◆ **What this task involves**: Print all entries word for word.

◆ **Saved entries**:
--- START ---
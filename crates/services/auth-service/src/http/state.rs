//! Application state for dependency injection.

use std::sync::Arc;

use crate::service::AuthService;

/// Application state shared across handlers.
#[derive(Clone)]
pub struct AppState {
    pub auth: Arc<dyn AuthService>,
}

impl AppState {
    pub fn new(auth: Arc<dyn AuthService>) -> Self {
        Self { auth }
    }
}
--- END ---
◆ **Exercise result**:
filename crates/services/auth-service/src/http/state.rs
//! Application state for dependency injection.

use std::sync::Arc;

use crate::service::AuthService;

/// Application state shared across handlers.
#[derive(Clone)]
pub struct AppState {
    pub auth: Arc<dyn AuthService>,
}

impl AppState {
    pub fn new(auth: Arc<dyn AuthService>) -> Self {
        Self { auth }
    }
}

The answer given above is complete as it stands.